Ortahn, Vitl, Gron, and Karbo, sweeping aside flying scraps of formularies, ran through the hall and burst into a door with a huge golden inscription: "DEPARTMENT OF BUREAUCRACY." It was a dismally spacious hall, divided by rows of desks, with a prevailing hum of monotonous work.
Witches of the lowest rank sat at most of the desks, completely immersed in their work. And it truly required immersion. On the desks were boxes of dark wood, from which thin tentacles erupted, twining around the sorceresses' heads, impaling their temples and ears. Their free ends fed clean sheets of paper into the same box, only to retrieve them, filled with text. Paper circulated in the air, flying out of and disappearing into thin slits in the walls. The women were so deep in the process that not even the duel of high-ranks outside or the invasion of men inside made them stop.
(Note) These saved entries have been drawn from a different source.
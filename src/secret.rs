// src/secret.rs
//! Secret retrieval, the boundary to `pass`/`gpg`
//!
//! Decryption is delegated to the `pass` command; this module only runs it
//! and splits what comes back into a password and notes.

use std::path::PathBuf;
use std::process::{Command, Stdio};

use crate::aliases::{LoginPassword, SecretContent};
use crate::consts::STORE_DIR_ENV_VAR;
use crate::core::Result;
use crate::error::ExportError;

/// Anything that can turn a `pass` identifier into decrypted content
pub trait SecretSource {
    fn reveal(&self, id: &str) -> Result<SecretContent>;
}

/// Runs `pass show <id>` against a given store directory
#[derive(Debug, Clone)]
pub struct PassCommand {
    program: String,
    store_dir: PathBuf,
}

impl PassCommand {
    pub fn new(store_dir: impl Into<PathBuf>) -> Self {
        PassCommand {
            program: "pass".into(),
            store_dir: store_dir.into(),
        }
    }

    /// Use a different executable, e.g. a wrapper script
    pub fn with_program(mut self, program: impl Into<String>) -> Self {
        self.program = program.into();
        self
    }
}

impl SecretSource for PassCommand {
    fn reveal(&self, id: &str) -> Result<SecretContent> {
        let output = Command::new(&self.program)
            .arg("show")
            .arg(id)
            .env(STORE_DIR_ENV_VAR, &self.store_dir)
            .stdin(Stdio::null())
            .stderr(Stdio::null())
            .output()
            .map_err(|e| ExportError::SecretRetrieval {
                id: id.to_string(),
                reason: format!("failed to run {}: {e}", self.program),
            })?;

        if !output.status.success() {
            return Err(ExportError::SecretRetrieval {
                id: id.to_string(),
                reason: format!("{} exited with {}", self.program, output.status),
            });
        }

        Ok(SecretContent::new(
            String::from_utf8_lossy(&output.stdout).into_owned(),
        ))
    }
}

/// Split decrypted content into the password (first line) and notes (the
/// remaining lines, `\n`-joined).
pub fn split_content(content: &SecretContent) -> (LoginPassword, String) {
    let mut lines = content.expose_secret().lines();
    let password = lines.next().unwrap_or_default().to_owned();
    let notes = lines.collect::<Vec<_>>().join("\n");
    (LoginPassword::new(password), notes)
}
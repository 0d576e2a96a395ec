//! Shared fixtures for tests that run against a mocked JSON-RPC transport.
//!
//! The mock transport answers each request with the next queued response, so
//! tests queue responses in the exact order the calls are made.

use alloy::{
    primitives::{address, Address, Bytes, U256},
    providers::{mock::Asserter, Provider, ProviderBuilder},
    sol_types::SolValue,
};

/// Address the mocked token is bound to. Never dereferenced by the mock
/// transport, so any non-zero address works.
pub const TOKEN: Address = address!("0xb95fa86b07475ba55c0719085d5cae91c2af48cb");

pub const ADMIN: Address = address!("0xc783df8a850f42e7f7e57013759c285caa701eb6");
pub const USER: Address = address!("0xead9c93b79ae7c1591b1fb5323bd777e86e150d4");

/// A provider whose transport replays the responses queued on `asserter`.
pub fn mocked_provider(asserter: &Asserter) -> impl Provider + Clone {
    ProviderBuilder::new().connect_mocked_client(asserter.clone())
}

/// Queue the ABI-encoded word returned by the next numeric `eth_call`.
///
/// Also covers narrower return types (`uint8` decimals): the encoding is the
/// same 32-byte word.
pub fn push_uint(asserter: &Asserter, value: U256) {
    asserter.push_success(&Bytes::from(value.abi_encode()));
}

/// Queue the ABI-encoded string returned by the next `eth_call`.
pub fn push_string(asserter: &Asserter, value: &str) {
    asserter.push_success(&Bytes::from(value.to_string().abi_encode()));
}

/// Queue the code blob returned by the next `eth_getCode`.
pub fn push_code(asserter: &Asserter, code: &'static [u8]) {
    asserter.push_success(&Bytes::from_static(code));
}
In the center of the hall rose an enormous black tree of a species unfamiliar to Ortahn. Its branches reached out to every witch, pausing before their faces. The leaves on the branches asynchronously burned, went out, or crumbled to ash, grew anew, and rotted in an incomprehensible cycle.
"The Department of Bureaucracy," Vitl said with respect. "This is where the orders we so inspiringly break are born."
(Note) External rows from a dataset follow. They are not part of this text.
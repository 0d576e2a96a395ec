use helpers::{gwei, resolve_contract, DeployParams, Resolved, SeedSwap};

use alloy::{
    primitives::{address, Address, U256},
    providers::ProviderBuilder,
    signers::local::PrivateKeySigner,
    sol_types::SolValue,
};

const RPC_URL: &str = "http://127.0.0.1:8545";

// Anvil dev account #0. Swap in the real deployer key before a mainnet run.
const DEPLOYER_KEY: &str = "0xac0974bec39a17e36ba4a6b4d238ff944bacb478cbed5efcae784d7bf4f2ff80";

// Unset either address to deploy a fresh instance instead of attaching.
const TOKEN_ADDRESS: Option<Address> =
    Some(address!("0xea067670cef5e72578bc5001dd73d73e02bf6e5e"));
const SEED_SWAP_ADDRESS: Option<Address> =
    Some(address!("0xddb866a373c2a4ccfa7c9c7227ab7eb22fe44878"));

const TOKEN_BYTECODE_PATH: &str = "artifacts/PkfToken.bin";
const SEED_SWAP_BYTECODE_PATH: &str = "artifacts/SeedSwap.bin";

const DISTRIBUTE_BATCH_SIZE: u64 = 50;
const DISTRIBUTE_OFFSET: u64 = 0;

#[tokio::main]
async fn main() -> Result<(), Box<dyn std::error::Error>> {
    let signer: PrivateKeySigner = DEPLOYER_KEY.parse()?;
    let deployer = signer.address();
    let provider = ProviderBuilder::new()
        .wallet(signer)
        .connect_http(RPC_URL.parse()?);

    println!("Deployer address at {deployer}");

    let gas_price = gwei(20);
    println!(
        "Sending transactions with gas price: {gas_price} ({} gweis)",
        gas_price / 1_000_000_000
    );

    let token_params = DeployParams {
        bytecode_path: TOKEN_BYTECODE_PATH.into(),
        constructor_args: deployer.abi_encode(),
        gas_price,
    };
    let token_address = match resolve_contract(&provider, TOKEN_ADDRESS, token_params).await? {
        Resolved::Deployed(address) => {
            println!("Deployed tea token at {address}");
            address
        }
        Resolved::Attached(address) => {
            println!("Interacting tea token at {address}");
            address
        }
    };

    let swap_params = DeployParams {
        bytecode_path: SEED_SWAP_BYTECODE_PATH.into(),
        constructor_args: (deployer, token_address).abi_encode(),
        gas_price,
    };
    let seed_swap_address =
        match resolve_contract(&provider, SEED_SWAP_ADDRESS, swap_params).await? {
            Resolved::Deployed(address) => {
                println!("Deployed seed swap at {address}");
                address
            }
            Resolved::Attached(address) => {
                println!("Interacting seed swap at {address}");
                address
            }
        };
    let seed_swap = SeedSwap::new(seed_swap_address, provider.clone());

    seed_swap
        .distributeAll(
            U256::from(DISTRIBUTE_BATCH_SIZE),
            U256::from(DISTRIBUTE_OFFSET),
        )
        .gas_price(gas_price)
        .send()
        .await?
        .get_receipt()
        .await?;

    seed_swap
        .distributeAll(
            U256::from(DISTRIBUTE_BATCH_SIZE),
            U256::from(DISTRIBUTE_OFFSET),
        )
        .gas_price(gas_price)
        .send()
        .await?
        .get_receipt()
        .await?;

    Ok(())
}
"Or die trying to follow," Gron added grimly.
"I really thought the chancellery-women just had fun in here, coming up with ways to mess with us with jririviska’s (female baresteether) laughter," Karbo said thoughtfully. "But this looks... I don't know... I even feel sorry for them."
"We're going up," Ortahn said, pointing to the ceiling. In the center was a round hole, framed by the inscription: "DEPARTMENT OF CONSPIRACY." It was all logical: anyone who couldn't levitate like a normal person had no business in the Chancellery.
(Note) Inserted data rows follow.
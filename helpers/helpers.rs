//! Common helper functions for the deployment scripts and node tests

use std::fmt::Debug;
use std::path::{Path, PathBuf};

use alloy::{
    network::TransactionBuilder,
    primitives::{Address, Bytes, U256},
    providers::Provider,
    rpc::types::TransactionRequest,
    sol,
};
use anyhow::Context;
use thiserror::Error;

sol! {
    #[allow(missing_docs)]
    #[sol(rpc)]
    contract PkfToken {
        event Transfer(address indexed from, address indexed to, uint256 value);
        event Approval(address indexed owner, address indexed spender, uint256 value);

        constructor(address admin);

        function name() external view returns (string memory);
        function symbol() external view returns (string memory);
        function decimals() external view returns (uint8);
        function totalSupply() external view returns (uint256);
        function balanceOf(address account) external view returns (uint256);
        function allowance(address owner, address spender) external view returns (uint256);
        function transfer(address to, uint256 amount) external returns (bool);
        function approve(address spender, uint256 amount) external returns (bool);
        function transferFrom(address from, address to, uint256 amount) external returns (bool);
        function burn(uint256 amount) external;
        function burnFrom(address account, uint256 amount) external;
    }

    #[allow(missing_docs)]
    #[sol(rpc)]
    contract SeedSwap {
        constructor(address admin, address token);

        function distributeAll(uint256 batchSize, uint256 offset) external;
    }
}

pub const TOKEN_NAME: &str = "PolkaFoundry";
pub const TOKEN_SYMBOL: &str = "PKF";
pub const TOKEN_DECIMALS: u8 = 18;

/// Total PKF supply minted at construction: 200M whole tokens.
pub fn total_supply() -> U256 {
    tokens(200_000_000)
}

/// Convert a whole-token count into base units (18 decimals).
pub fn tokens(amount: u64) -> U256 {
    U256::from(amount) * U256::from(10).pow(U256::from(18))
}

/// Gas price scalar in wei for an `n` gwei fee rate.
pub fn gwei(amount: u64) -> u128 {
    amount as u128 * 1_000_000_000
}

/// Read a solc `.bin` artifact (hex text, `0x` prefix optional) into creation bytecode.
pub fn load_bytecode(path: impl AsRef<Path>) -> anyhow::Result<Bytes> {
    let path = path.as_ref();
    let raw = std::fs::read_to_string(path)
        .with_context(|| format!("failed to read bytecode artifact {}", path.display()))?;
    let hex_str = raw.trim().trim_start_matches("0x");
    let bytes = alloy::hex::decode(hex_str)
        .with_context(|| format!("artifact {} is not valid hex", path.display()))?;
    Ok(Bytes::from(bytes))
}

/// Errors surfaced while acquiring a contract handle.
///
/// Nothing here is retried: deployment and attachment failures propagate to
/// the calling script unmodified, and the script aborts.
#[derive(Debug, Error)]
pub enum ResolveError {
    /// The network rejected the deployment transaction, or the receipt
    /// carried no contract address.
    #[error("deployment transaction rejected")]
    Deployment(#[source] anyhow::Error),
    /// The configured address has no contract code to attach to.
    #[error("no contract code at {0}, cannot attach")]
    Binding(Address),
    /// Transport failure on a read call.
    #[error("rpc transport failure")]
    Rpc(#[source] anyhow::Error),
}

/// How to construct a new on-chain instance when no address is configured.
pub struct DeployParams {
    /// Path to the compiled creation bytecode. Only read on the deploy path.
    pub bytecode_path: PathBuf,
    /// ABI-encoded constructor arguments, appended to the bytecode.
    pub constructor_args: Vec<u8>,
    /// Fee rate attached to the deployment transaction.
    pub gas_price: u128,
}

/// A contract address along with how it was acquired.
#[derive(Debug, Clone, Copy, PartialEq, Eq)]
pub enum Resolved {
    /// A fresh instance was created on-chain.
    Deployed(Address),
    /// An existing instance was bound without sending a transaction.
    Attached(Address),
}

impl Resolved {
    pub fn address(&self) -> Address {
        match self {
            Resolved::Deployed(address) | Resolved::Attached(address) => *address,
        }
    }
}

/// Deploy a new contract instance, or attach to `existing` when it is set.
///
/// The deploy path consumes gas and is irreversible; the attach path sends
/// no transaction at all.
pub async fn resolve_contract<P: Provider>(
    provider: &P,
    existing: Option<Address>,
    params: DeployParams,
) -> Result<Resolved, ResolveError> {
    match existing {
        Some(address) => attach(provider, address).await,
        None => deploy(provider, params).await,
    }
}

/// Bind to a contract already deployed at `address`.
///
/// Fails with [`ResolveError::Binding`] when no code lives at the address,
/// which is the usual symptom of a stale or mistyped constant.
pub async fn attach<P: Provider>(
    provider: &P,
    address: Address,
) -> Result<Resolved, ResolveError> {
    let code = provider
        .get_code_at(address)
        .await
        .map_err(|e| ResolveError::Rpc(e.into()))?;
    if code.is_empty() {
        return Err(ResolveError::Binding(address));
    }
    Ok(Resolved::Attached(address))
}

async fn deploy<P: Provider>(
    provider: &P,
    params: DeployParams,
) -> Result<Resolved, ResolveError> {
    let bytecode = load_bytecode(&params.bytecode_path).map_err(ResolveError::Deployment)?;

    let mut code = bytecode.to_vec();
    code.extend_from_slice(&params.constructor_args);

    let request = TransactionRequest::default()
        .with_deploy_code(code)
        .with_gas_price(params.gas_price);

    let receipt = provider
        .send_transaction(request)
        .await
        .map_err(|e| ResolveError::Deployment(e.into()))?
        .get_receipt()
        .await
        .map_err(|e| ResolveError::Deployment(e.into()))?;

    let address = receipt.contract_address.ok_or_else(|| {
        ResolveError::Deployment(anyhow::anyhow!("receipt carries no contract address"))
    })?;
    Ok(Resolved::Deployed(address))
}

/// Compare an expected and an actual on-chain value, failing the current
/// test case with `message` on mismatch.
#[track_caller]
pub fn assert_equal<T, U>(expected: T, actual: U, message: &str)
where
    T: PartialEq<U> + Debug,
    U: Debug,
{
    if expected != actual {
        panic!("{message}: expected {expected:?}, got {actual:?}");
    }
}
A stone column, heaving up at Ortahn's will, lifted the four of them to the next level. When they emerged, they were met by semi-darkness and the smells of old dust and damp cold.
The Department of Conspiracy turned out to be a labyrinth of identical gray doors without any markings. Vitl, playing the role of scout, cracked one open. Behind it, shelves stretched from darkness to darkness, holding murky vessels of knowledge in which fogs churned.
"Knowledge," Vitl whispered. "Canned. Probably the most dangerous kind."
"Vitl, close the door and don't stick your nose anywhere else," Ortahn asked anxiously. "I have a very bad feeling about this department."
The only living being in the corridor was an elderly cleaning woman. She was methodically mopping the floor with a primitive rag on a stick, humming something in an unfamiliar, guttural language. The whiteness of her skin and hair betrayed her as a native of the distant northern lands. It was strange to see a blessed woman doing such work instead of a homunculus or at least a man. She raised her faded eyes to them and said something with a light, almost motherly reproach.
"What'd she say?" Karbo asked, for some reason.
"I think she advised us to stop the invasion, or we'll be in trouble," Vitl translated, guessing.
"Wise woman," Karbo nodded.
Finding an opening in the ceiling with the inscription "DEPARTMENT OF WAR AND EXPANSION," they ascended higher. The air became hot and ozonic, deafening the hall with the sound of something huge, pounding out of sync. Directly in front of them stood a squad of combat homunculi, watching their ascent with curiosity. Obviously, this is where they were supposed to be under any circumstances.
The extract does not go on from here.